But, am I cursed for life wondering what really happened? I feel that way. :scratchhead:

I guess I just don't want to still be being played a fool.


----------



## Poppy (Mar 14, 2012)

hurtingbadly said:


> But, am I cursed for life wondering what really happened? I feel that way. :scratchhead:
> 
> I guess I just don't want to still be being played a fool.
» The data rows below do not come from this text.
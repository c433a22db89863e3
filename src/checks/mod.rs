//! Pre-flight checks: the go/no-go gate before any release mutation
//!
//! # Built-in Checks
//!
//! - **clean-tree**: no uncommitted changes (the release manifest is ignored)
//! - **release-branch**: HEAD is on a configured release branch
//! - **tests** / **build**: the component's commands exit 0
//! - **credentials**: tokens for every registry this run touches
//!
//! The battery never short-circuits; `PreflightReport::passed` is false if
//! any single check failed.

mod commands;
mod credentials;
mod runner;
mod trait_def;
mod working_tree;

pub use runner::{PreflightReport, run_checks};
pub use trait_def::{CheckContext, CheckResult};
You are not a fool....you never were and do not give her the benefit of thinking she has information you desire. I am a srong believer that everything comes out eventually...do not turn to her. It is sooo tempting..I even have her phone number but I know I do not want to hear her voice. They are NOTHING!! Do not give her the time of day...you need no more information...you will never get everything anyway. What you do get just hurts and hurts and adds to the mind movies. My heart aches for you...I have been where you are.


----------



## canttrustu (Feb 22, 2012)

hurtingbadly said:


> He says his ONS nine years ago was only a BJ (found out six months ago), he says his "friendship" with his coworker wasn't appropriate, but he never touched her or loved her. He says she was never a threat to us. Yet, he called her his best friend and claims I was above that cause I was his wife. So whatever you want to make of that... :scratchhead: I don't feel secure in what I've been told, I still have doubts and it stinks.


My H calls it 'inappropriate' too. and she was never a threat. Um, sure she was. Maybe he never planned to leave me over her but theres more than one way to threaten a marriage. What about the sanctity of it? What about the exclusivity of it? What about the 'forsaking' all others part of your vows that you violated w/her? That is a threat. Its just all so ridiculous. Again I wish I had two wishes....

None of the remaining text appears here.